Every line from the line containing "use crossterm::style::Color;" to the end of the data must appear in the answer exactly as it appears there, and nothing else.

::::::::

fn main() {
    println!("cargo:rerun-if-env-changed=CUBERAIN_BUILD");
    println!("cargo:rerun-if-env-changed=GITHUB_SHA");

    let build_id = match std::env::var("CUBERAIN_BUILD") {
        Ok(v) if !v.is_empty() => v,
        _ => target_label(),
    };

    let sha = git_short_sha()
        .or_else(github_short_sha)
        .unwrap_or_default();

    if sha.is_empty() {
        println!("cargo:rustc-env=CUBERAIN_BUILD={}", build_id);
    } else {
        println!("cargo:rustc-env=CUBERAIN_BUILD={} ({})", build_id, sha);
    }
}

fn short_hex(v: &str) -> Option<String> {
    let v = v.trim();
    if v.is_empty() {
        return None;
    }
    let short = &v[..v.len().min(7)];
    if short.chars().all(|c| c.is_ascii_hexdigit()) {
        Some(short.to_ascii_lowercase())
    } else {
        None
    }
}

fn github_short_sha() -> Option<String> {
    short_hex(&std::env::var("GITHUB_SHA").ok()?)
}

fn git_short_sha() -> Option<String> {
    let out = std::process::Command::new("git")
        .args(["rev-parse", "--short=7", "HEAD"])
        .output()
        .ok()?;
    if !out.status.success() {
        return None;
    }
    short_hex(&String::from_utf8(out.stdout).ok()?)
}

fn target_label() -> String {
    let os = match std::env::var("CARGO_CFG_TARGET_OS").as_deref() {
        Ok("macos") => "darwin".to_string(),
        Ok(other) => other.to_string(),
        Err(_) => "unknown".to_string(),
    };
    let arch = std::env::var("CARGO_CFG_TARGET_ARCH").unwrap_or_else(|_| "unknown".to_string());
    format!("{os}-{arch}")
}
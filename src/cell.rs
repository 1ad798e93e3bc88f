// Copyright (c) 2026 rezky_nightky

use crossterm::style::Color;

#[derive(Clone, Copy, Debug, PartialEq, Eq)]
pub struct Cell {
    pub ch: char,
    pub fg: Option<Color>,
}

impl Cell {
    pub const BLANK: Cell = Cell { ch: ' ', fg: None };

    pub fn lit(ch: char, fg: Option<Color>) -> Self {
        match fg {
            Some(_) => Self { ch, fg },
            None => Self::BLANK,
        }
    }
}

::::::::

Exercise answer:
use crossterm::style::Color;

#[derive(Clone, Copy, Debug, PartialEq, Eq)]
pub struct Cell {
    pub ch: char,
    pub fg: Option<Color>,
}

impl Cell {
    pub const BLANK: Cell = Cell { ch: ' ', fg: None };

    pub fn lit(ch: char, fg: Option<Color>) -> Self {
        match fg {
            Some(_) => Self { ch, fg },
            None => Self::BLANK,
        }
    }
}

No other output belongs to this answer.